Syntax primer

puml accepts three frontend dialects — PicoUML, PlantUML, and Mermaid — but they all normalize into one shared semantic model. This page is the smallest mental model you need to read and write any of them.

Block markers

Every PlantUML / PicoUML diagram lives between block markers:

@startuml
... diagram body ...
@enduml

Family-specific markers select the family up front:

@startsequence   ... @endsequence
@startclass      ... @endclass
@startactivity   ... @endactivity
@startstate      ... @endstate
@startgantt      ... @endgantt
@startmindmap    ... @endmindmap
@startwbs        ... @endwbs

PicoUML adds canonical block markers that are converted internally:

@startpicouml
Alice -> Bob: hello
@endpicouml

Mixing PicoUML and PlantUML markers in one input is a deterministic error: E_PICOUML_MARKER_MIXED.

Comments

' single-line comment

/'
multi-line
comment
'/

Comments never produce semantic tokens and never affect rendering.

Directives

Directives start with !:

!theme spacelab
!include shared/header.iuml
!define BG_OK #DEFABE
  • !include resolves relative to the input file by default. For stdin, set --include-root DIR (strict) or --compat extended to fall back to CWD.
  • !theme and unsupported skinparam keys emit non-fatal warnings — they’re recognized as styling intent, not parser errors.

Skinparams

skinparam blocks tune visual tokens (colors, fonts, spacing):

skinparam backgroundColor #fafafa
skinparam sequence {
    ParticipantBorderColor #444
    ArrowColor             #111
}

See the themes and styling guide for the full token reference.

Arrows (sequence flavour)

ArrowMeaning
->synchronous request
-->synchronous response (dashed)
->>asynchronous
-xlost message
<-, <--same, reversed direction
o->“open” arrowhead

Color and style can be embedded:

Alice -[#blue,dashed]-> Bob: queued

Labels and notes

Alice -> Bob : Hello\nworld         ' multi-line label
note over Alice, Bob: handshake
hnote right of Bob: highlighted note
rnote left of Alice: rectangular note

Groups

alt success
    Alice -> Bob: ok
else failure
    Alice -> Bob: nope
end

opt only when relevant
    Alice -> Bob: maybe
end

loop 1..3
    Alice -> Bob: ping
end

par
    Alice -> Bob: a
and
    Alice -> Bob: b
end

critical save
option commit
    Alice -> Bob: commit
end

Lifecycle

activate Bob
Bob -> Carol: query
deactivate Bob

create Dave
Alice -> Dave: hi
destroy Dave

Auto-numbering

autonumber 10 5 "<b>[%03d]</b>"
Alice -> Bob: one
Alice -> Bob: two       ' renders as [010] and [015]

Pages

newpage splits a single source into multiple deterministic outputs:

@startuml
Alice -> Bob: one
newpage
Alice -> Bob: two
@enduml

Use --multi when piping multi-page input through stdin.

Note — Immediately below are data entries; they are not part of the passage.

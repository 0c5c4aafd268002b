//! Decision metrics for engine observability
//!
//! Recording is synchronous and cheap: counters are atomics and latency
//! samples live in a bounded ring. Percentiles are computed on snapshot.

use parking_lot::Mutex;
use std::collections::VecDeque;
use std::sync::atomic::{AtomicU64, Ordering};
use std::time::Duration;

/// Maximum latency samples kept for percentile calculation
const MAX_SAMPLES: usize = 10_000;

/// Point-in-time metrics snapshot
#[derive(Debug, Clone, Default, PartialEq)]
pub struct EngineMetrics {
    /// Completed `check` calls
    pub total_checks: u64,

    /// Requests rejected before evaluation
    pub invalid_requests: u64,

    /// Per-action allow results
    pub allowed_actions: u64,

    /// Per-action deny results, including default denials
    pub denied_actions: u64,

    /// Denials with no matching policy or rule
    pub default_denials: u64,

    /// Latency percentiles over recent checks
    pub latency_p50_us: f64,
    pub latency_p90_us: f64,
    pub latency_p99_us: f64,

    /// Average latency over recent checks
    pub avg_latency_us: f64,
}

impl EngineMetrics {
    /// Fraction of evaluated actions that were allowed
    pub fn allow_rate(&self) -> f64 {
        let total = self.allowed_actions + self.denied_actions;
        if total == 0 {
            0.0
        } else {
            self.allowed_actions as f64 / total as f64
        }
    }
}

/// Metrics collector shared by all `check` callers
#[derive(Debug, Default)]
pub struct MetricsCollector {
    total_checks: AtomicU64,
    invalid_requests: AtomicU64,
    allowed_actions: AtomicU64,
    denied_actions: AtomicU64,
    default_denials: AtomicU64,
    latency_samples: Mutex<VecDeque<f64>>,
}

impl MetricsCollector {
    pub fn new() -> Self {
        Self::default()
    }

    /// Record the outcome of one evaluated action
    pub fn record_action(&self, allowed: bool, default_deny: bool) {
        if allowed {
            self.allowed_actions.fetch_add(1, Ordering::Relaxed);
        } else {
            self.denied_actions.fetch_add(1, Ordering::Relaxed);
            if default_deny {
                self.default_denials.fetch_add(1, Ordering::Relaxed);
            }
        }
    }

    /// Record a completed check and its latency
    pub fn record_check(&self, latency: Duration) {
        self.total_checks.fetch_add(1, Ordering::Relaxed);

        let mut samples = self.latency_samples.lock();
        if samples.len() == MAX_SAMPLES {
            samples.pop_front();
        }
        samples.push_back(latency.as_secs_f64() * 1_000_000.0);
    }

    pub fn record_invalid_request(&self) {
        self.invalid_requests.fetch_add(1, Ordering::Relaxed);
    }

    /// Get current metrics snapshot
    pub fn snapshot(&self) -> EngineMetrics {
        let mut sorted: Vec<f64> = self.latency_samples.lock().iter().copied().collect();
        sorted.sort_by(f64::total_cmp);

        let avg = if sorted.is_empty() {
            0.0
        } else {
            sorted.iter().sum::<f64>() / sorted.len() as f64
        };

        EngineMetrics {
            total_checks: self.total_checks.load(Ordering::Relaxed),
            invalid_requests: self.invalid_requests.load(Ordering::Relaxed),
            allowed_actions: self.allowed_actions.load(Ordering::Relaxed),
            denied_actions: self.denied_actions.load(Ordering::Relaxed),
            default_denials: self.default_denials.load(Ordering::Relaxed),
            latency_p50_us: percentile(&sorted, 0.50),
            latency_p90_us: percentile(&sorted, 0.90),
            latency_p99_us: percentile(&sorted, 0.99),
            avg_latency_us: avg,
        }
    }

    /// Reset all metrics
    pub fn reset(&self) {
        self.total_checks.store(0, Ordering::Relaxed);
        self.invalid_requests.store(0, Ordering::Relaxed);
        self.allowed_actions.store(0, Ordering::Relaxed);
        self.denied_actions.store(0, Ordering::Relaxed);
        self.default_denials.store(0, Ordering::Relaxed);
        self.latency_samples.lock().clear();
    }
}

/// Calculate percentile from sorted data
fn percentile(sorted: &[f64], p: f64) -> f64 {
    if sorted.is_empty() {
        return 0.0;
    }

    let idx = ((sorted.len() as f64) * p) as usize;
    sorted[idx.min(sorted.len() - 1)]
}

#[cfg(test)]
mod tests {
    use super::*;

    #[test]
    fn test_metrics_creation() {
        let metrics = MetricsCollector::new().snapshot();
        assert_eq!(metrics.total_checks, 0);
        assert_eq!(metrics.avg_latency_us, 0.0);
    }

    #[test]
    fn test_record_actions() {
        let collector = MetricsCollector::new();

        collector.record_action(true, false);
        collector.record_action(false, true);
        collector.record_action(false, false);
        collector.record_action(true, false);

        let metrics = collector.snapshot();
        assert_eq!(metrics.allowed_actions, 2);
        assert_eq!(metrics.denied_actions, 2);
        assert_eq!(metrics.default_denials, 1);
        assert!((metrics.allow_rate() - 0.5).abs() < f64::EPSILON);
    }

    #[test]
    fn test_record_latency() {
        let collector = MetricsCollector::new();

        collector.record_check(Duration::from_micros(5));
        collector.record_check(Duration::from_micros(10));
        collector.record_check(Duration::from_micros(15));

        let metrics = collector.snapshot();
        assert_eq!(metrics.total_checks, 3);
        assert!((metrics.avg_latency_us - 10.0).abs() < 0.5);
        assert!((metrics.latency_p50_us - 10.0).abs() < 0.5);
        assert!((metrics.latency_p99_us - 15.0).abs() < 0.5);
    }

    #[test]
    fn test_sample_ring_is_bounded() {
        let collector = MetricsCollector::new();
        for _ in 0..(MAX_SAMPLES + 10) {
            collector.record_check(Duration::from_micros(1));
        }
        assert_eq!(collector.latency_samples.lock().len(), MAX_SAMPLES);
        assert_eq!(collector.snapshot().total_checks, (MAX_SAMPLES + 10) as u64);
    }

    #[test]
    fn test_reset() {
        let collector = MetricsCollector::new();

        collector.record_action(true, false);
        collector.record_invalid_request();
        collector.record_check(Duration::from_micros(3));
        collector.reset();

        assert_eq!(collector.snapshot(), EngineMetrics::default());
    }
}
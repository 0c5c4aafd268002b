//! Immutable policy index read by `check`
//!
//! An index is built once and never mutated. Writers build a replacement
//! and publish it with a single pointer swap.

use crate::policy::{DerivedRolesPolicy, ResourcePolicy};
use serde::{Deserialize, Serialize};
use std::collections::BTreeMap;
use tracing::warn;

/// The complete set of active policies
#[derive(Debug, Clone, Default, PartialEq, Serialize, Deserialize)]
#[serde(rename_all = "camelCase")]
pub struct PolicySet {
    #[serde(default)]
    pub resource_policies: Vec<ResourcePolicy>,

    #[serde(default)]
    pub derived_roles_policies: Vec<DerivedRolesPolicy>,
}

impl PolicySet {
    pub fn new(
        resource_policies: Vec<ResourcePolicy>,
        derived_roles_policies: Vec<DerivedRolesPolicy>,
    ) -> Self {
        Self {
            resource_policies,
            derived_roles_policies,
        }
    }

    pub fn is_empty(&self) -> bool {
        self.resource_policies.is_empty() && self.derived_roles_policies.is_empty()
    }

    /// Total number of policies in the set
    pub fn len(&self) -> usize {
        self.resource_policies.len() + self.derived_roles_policies.len()
    }
}

/// Engine statistics
#[derive(Debug, Clone, Default, PartialEq, Eq, Serialize, Deserialize)]
#[serde(rename_all = "camelCase")]
pub struct EngineStats {
    pub resource_policies: usize,
    pub derived_roles_policies: usize,

    /// Resource kinds with a policy, sorted
    pub resources: Vec<String>,

    /// Publication counter, incremented on every index swap
    pub generation: u64,
}

/// Resource kind → policy lookup plus the derived roles policies
#[derive(Debug, Default)]
pub struct PolicyIndex {
    by_kind: BTreeMap<String, ResourcePolicy>,
    derived_roles: Vec<DerivedRolesPolicy>,
    generation: u64,
}

impl PolicyIndex {
    /// Build an index from a policy set
    ///
    /// When several resource policies target the same kind, the one loaded
    /// last replaces the others.
    pub fn build(set: PolicySet, generation: u64) -> Self {
        let mut by_kind = BTreeMap::new();

        for policy in set.resource_policies {
            let kind = policy.resource().to_string();
            if let Some(previous) = by_kind.insert(kind.clone(), policy) {
                warn!(
                    resource = %kind,
                    replaced = previous.name(),
                    "Multiple resource policies for one resource kind, keeping the last"
                );
            }
        }

        Self {
            by_kind,
            derived_roles: set.derived_roles_policies,
            generation,
        }
    }

    pub fn resource_policy(&self, kind: &str) -> Option<&ResourcePolicy> {
        self.by_kind.get(kind)
    }

    pub fn derived_roles_policies(&self) -> &[DerivedRolesPolicy] {
        &self.derived_roles
    }

    pub fn generation(&self) -> u64 {
        self.generation
    }

    /// Copy of the indexed policies, resource policies ordered by kind
    pub fn to_policy_set(&self) -> PolicySet {
        PolicySet {
            resource_policies: self.by_kind.values().cloned().collect(),
            derived_roles_policies: self.derived_roles.clone(),
        }
    }

    pub fn stats(&self) -> EngineStats {
        EngineStats {
            resource_policies: self.by_kind.len(),
            derived_roles_policies: self.derived_roles.len(),
            resources: self.by_kind.keys().cloned().collect(),
            generation: self.generation,
        }
    }
}
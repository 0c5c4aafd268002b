//! Events published by the hot reload manager

use crate::policy::PolicyChangeEvent;
use chrono::{DateTime, Utc};
use serde::{Deserialize, Serialize};
use std::fmt;

#[derive(Debug, Clone, Copy, PartialEq, Eq, Hash, Serialize, Deserialize)]
#[serde(rename_all = "snake_case")]
pub enum ReloadEventType {
    PolicyChanged,
    ReloadStarted,
    ReloadCompleted,
    ReloadFailed,
}

impl fmt::Display for ReloadEventType {
    fn fmt(&self, f: &mut fmt::Formatter<'_>) -> fmt::Result {
        f.write_str(match self {
            ReloadEventType::PolicyChanged => "policy_changed",
            ReloadEventType::ReloadStarted => "reload_started",
            ReloadEventType::ReloadCompleted => "reload_completed",
            ReloadEventType::ReloadFailed => "reload_failed",
        })
    }
}

/// Reload lifecycle notification
#[derive(Debug, Clone, PartialEq, Serialize, Deserialize)]
#[serde(rename_all = "camelCase")]
pub struct ReloadEvent {
    #[serde(rename = "type")]
    pub event_type: ReloadEventType,

    pub timestamp: DateTime<Utc>,

    /// Failure reason, set on `reload_failed`
    #[serde(default, skip_serializing_if = "Option::is_none")]
    pub error: Option<String>,

    /// Policies published, set on `reload_completed`
    #[serde(default, skip_serializing_if = "Option::is_none")]
    pub policies_loaded: Option<usize>,

    /// Reload duration, set on `reload_completed` and `reload_failed`
    #[serde(default, skip_serializing_if = "Option::is_none")]
    pub duration_ms: Option<u64>,

    /// Store notification, set on `policy_changed`
    #[serde(default, skip_serializing_if = "Option::is_none")]
    pub change: Option<PolicyChangeEvent>,
}

impl ReloadEvent {
    fn new(event_type: ReloadEventType) -> Self {
        Self {
            event_type,
            timestamp: Utc::now(),
            error: None,
            policies_loaded: None,
            duration_ms: None,
            change: None,
        }
    }

    pub fn policy_changed(change: PolicyChangeEvent) -> Self {
        Self {
            change: Some(change),
            ..Self::new(ReloadEventType::PolicyChanged)
        }
    }

    pub fn started() -> Self {
        Self::new(ReloadEventType::ReloadStarted)
    }

    pub fn completed(policies_loaded: usize, duration_ms: u64) -> Self {
        Self {
            policies_loaded: Some(policies_loaded),
            duration_ms: Some(duration_ms),
            ..Self::new(ReloadEventType::ReloadCompleted)
        }
    }

    pub fn failed(error: impl Into<String>, duration_ms: u64) -> Self {
        Self {
            error: Some(error.into()),
            duration_ms: Some(duration_ms),
            ..Self::new(ReloadEventType::ReloadFailed)
        }
    }
}
//! Reload state machine
//!
//! ```text
//! Idle ──change──▶ Debouncing ──begin──▶ Reloading ──completed──▶ Idle | Debouncing
//!                                            │
//!                                            └─failed─▶ RollingBack ──done──▶ Idle | Debouncing
//! ```
//!
//! Changes that arrive while a reload runs are counted; the machine settles
//! in `Debouncing` instead of `Idle` when the count is non-zero. Only the
//! count is kept, so a slow fetch under heavy churn holds no event payloads.

use serde::{Deserialize, Serialize};
use std::fmt;
use thiserror::Error;

#[derive(Debug, Clone, Copy, PartialEq, Eq, Hash, Serialize, Deserialize)]
#[serde(rename_all = "snake_case")]
pub enum ReloadPhase {
    Idle,
    Debouncing,
    Reloading,
    RollingBack,
}

impl ReloadPhase {
    /// A reload or rollback is running
    pub fn is_busy(self) -> bool {
        matches!(self, ReloadPhase::Reloading | ReloadPhase::RollingBack)
    }

    fn settle(pending: bool) -> Self {
        if pending {
            ReloadPhase::Debouncing
        } else {
            ReloadPhase::Idle
        }
    }
}

impl Default for ReloadPhase {
    fn default() -> Self {
        ReloadPhase::Idle
    }
}

impl fmt::Display for ReloadPhase {
    fn fmt(&self, f: &mut fmt::Formatter<'_>) -> fmt::Result {
        f.write_str(match self {
            ReloadPhase::Idle => "idle",
            ReloadPhase::Debouncing => "debouncing",
            ReloadPhase::Reloading => "reloading",
            ReloadPhase::RollingBack => "rolling_back",
        })
    }
}

/// Inputs that drive [`transition`]
#[derive(Debug, Clone, Copy, PartialEq, Eq)]
pub enum ReloadInput {
    ChangeReceived,
    BeginReload,
    ReloadSucceeded { pending: bool },
    ReloadFailed { rollback: bool, pending: bool },
    RollbackFinished { pending: bool },
    Stop,
}

#[derive(Debug, Clone, Copy, PartialEq, Eq, Error)]
#[error("invalid reload transition: {input:?} in phase {phase}")]
pub struct InvalidTransition {
    pub phase: ReloadPhase,
    pub input: ReloadInput,
}

/// Next phase for an input, or an error when the input is not allowed
pub fn transition(phase: ReloadPhase, input: ReloadInput) -> Result<ReloadPhase, InvalidTransition> {
    use ReloadInput::*;
    use ReloadPhase::*;

    let next = match (phase, input) {
        (Idle | Debouncing, ChangeReceived) => Debouncing,
        (Reloading | RollingBack, ChangeReceived) => phase,

        (Idle | Debouncing, BeginReload) => Reloading,

        (Reloading, ReloadSucceeded { pending }) => ReloadPhase::settle(pending),
        (Reloading, ReloadFailed { rollback: true, .. }) => RollingBack,
        (Reloading, ReloadFailed { rollback: false, pending }) => ReloadPhase::settle(pending),
        (RollingBack, RollbackFinished { pending }) => ReloadPhase::settle(pending),

        (Idle | Debouncing, Stop) => Idle,
        (Reloading | RollingBack, Stop) => phase,

        _ => return Err(InvalidTransition { phase, input }),
    };

    Ok(next)
}

/// Current phase plus the number of changes received since the last reload began
#[derive(Debug, Clone, Default)]
pub struct ReloadState {
    phase: ReloadPhase,
    pending: usize,
}

impl ReloadState {
    pub fn new() -> Self {
        Self::default()
    }

    pub fn phase(&self) -> ReloadPhase {
        self.phase
    }

    pub fn pending_changes(&self) -> usize {
        self.pending
    }

    pub fn record_change(&mut self) -> Result<ReloadPhase, InvalidTransition> {
        self.apply(ReloadInput::ChangeReceived)?;
        self.pending = self.pending.saturating_add(1);
        Ok(self.phase)
    }

    /// Enter `Reloading`, returning how many pending changes it absorbs
    pub fn begin(&mut self) -> Result<usize, InvalidTransition> {
        self.apply(ReloadInput::BeginReload)?;
        Ok(std::mem::take(&mut self.pending))
    }

    pub fn succeed(&mut self) -> Result<ReloadPhase, InvalidTransition> {
        let pending = self.pending > 0;
        self.apply(ReloadInput::ReloadSucceeded { pending })
    }

    pub fn fail(&mut self, rollback: bool) -> Result<ReloadPhase, InvalidTransition> {
        let pending = self.pending > 0;
        self.apply(ReloadInput::ReloadFailed { rollback, pending })
    }

    pub fn finish_rollback(&mut self) -> Result<ReloadPhase, InvalidTransition> {
        let pending = self.pending > 0;
        self.apply(ReloadInput::RollbackFinished { pending })
    }

    /// Discard pending changes; an in-flight reload keeps its phase
    pub fn stop(&mut self) -> ReloadPhase {
        self.pending = 0;
        // Stop is accepted in every phase
        if let Ok(next) = transition(self.phase, ReloadInput::Stop) {
            self.phase = next;
        }
        self.phase
    }

    fn apply(&mut self, input: ReloadInput) -> Result<ReloadPhase, InvalidTransition> {
        self.phase = transition(self.phase, input)?;
        Ok(self.phase)
    }
}

#[cfg(test)]
mod tests {
    use super::*;
    use ReloadPhase::*;

    #[test]
    fn test_change_and_begin_transitions() {
        assert_eq!(transition(Idle, ReloadInput::ChangeReceived), Ok(Debouncing));
        assert_eq!(transition(Debouncing, ReloadInput::ChangeReceived), Ok(Debouncing));
        assert_eq!(transition(Reloading, ReloadInput::ChangeReceived), Ok(Reloading));
        assert_eq!(transition(RollingBack, ReloadInput::ChangeReceived), Ok(RollingBack));

        assert_eq!(transition(Idle, ReloadInput::BeginReload), Ok(Reloading));
        assert_eq!(transition(Debouncing, ReloadInput::BeginReload), Ok(Reloading));
        assert!(transition(Reloading, ReloadInput::BeginReload).is_err());
        assert!(transition(RollingBack, ReloadInput::BeginReload).is_err());
    }

    #[test]
    fn test_completion_transitions() {
        assert_eq!(
            transition(Reloading, ReloadInput::ReloadSucceeded { pending: false }),
            Ok(Idle)
        );
        assert_eq!(
            transition(Reloading, ReloadInput::ReloadSucceeded { pending: true }),
            Ok(Debouncing)
        );
        assert_eq!(
            transition(Reloading, ReloadInput::ReloadFailed { rollback: true, pending: false }),
            Ok(RollingBack)
        );
        assert_eq!(
            transition(Reloading, ReloadInput::ReloadFailed { rollback: false, pending: true }),
            Ok(Debouncing)
        );
        assert_eq!(
            transition(RollingBack, ReloadInput::RollbackFinished { pending: false }),
            Ok(Idle)
        );
    }

    #[test]
    fn test_rejected_transitions() {
        let err = transition(Idle, ReloadInput::ReloadSucceeded { pending: false }).unwrap_err();
        assert_eq!(err.phase, Idle);
        assert!(err.to_string().contains("idle"));

        assert!(transition(Debouncing, ReloadInput::RollbackFinished { pending: false }).is_err());
        assert!(transition(RollingBack, ReloadInput::ReloadFailed { rollback: true, pending: false }).is_err());
    }

    #[test]
    fn test_stop_transitions() {
        assert_eq!(transition(Debouncing, ReloadInput::Stop), Ok(Idle));
        assert_eq!(transition(Reloading, ReloadInput::Stop), Ok(Reloading));
    }

    #[test]
    fn test_state_counts_changes_during_reload() {
        let mut state = ReloadState::new();
        state.record_change().unwrap();
        state.record_change().unwrap();
        assert_eq!(state.phase(), Debouncing);
        assert_eq!(state.pending_changes(), 2);

        assert_eq!(state.begin().unwrap(), 2);
        assert_eq!(state.pending_changes(), 0);
        assert!(state.phase().is_busy());

        // second begin while reloading is refused
        assert!(state.begin().is_err());

        state.record_change().unwrap();
        assert_eq!(state.phase(), Reloading);
        assert_eq!(state.succeed().unwrap(), Debouncing);
        assert_eq!(state.pending_changes(), 1);
    }

    #[test]
    fn test_state_rollback_path_and_stop() {
        let mut state = ReloadState::new();
        assert_eq!(state.begin().unwrap(), 0);
        assert_eq!(state.fail(true).unwrap(), RollingBack);
        assert_eq!(state.finish_rollback().unwrap(), Idle);

        state.record_change().unwrap();
        assert_eq!(state.stop(), Idle);
        assert_eq!(state.pending_changes(), 0);
    }

    #[test]
    fn test_churn_during_slow_reload_is_only_counted() {
        let mut state = ReloadState::new();
        state.begin().unwrap();

        for _ in 0..10_000 {
            state.record_change().unwrap();
        }
        assert_eq!(state.phase(), Reloading);
        assert_eq!(state.pending_changes(), 10_000);

        assert_eq!(state.succeed().unwrap(), Debouncing);
        assert_eq!(state.begin().unwrap(), 10_000);
        assert_eq!(state.pending_changes(), 0);
    }
}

What the parser actually does

Every input goes through the same five stages: source → AST → normalized model → scene → SVG. You can dump any of the middle stages:

puml --dump ast    input.puml | jq .
puml --dump model  input.puml | jq .
puml --dump scene  input.puml | jq .

If you want to understand the engine, dumping model is usually the best place to start — it’s the canonical, dialect-independent representation. The Compile pipeline page covers the full chain.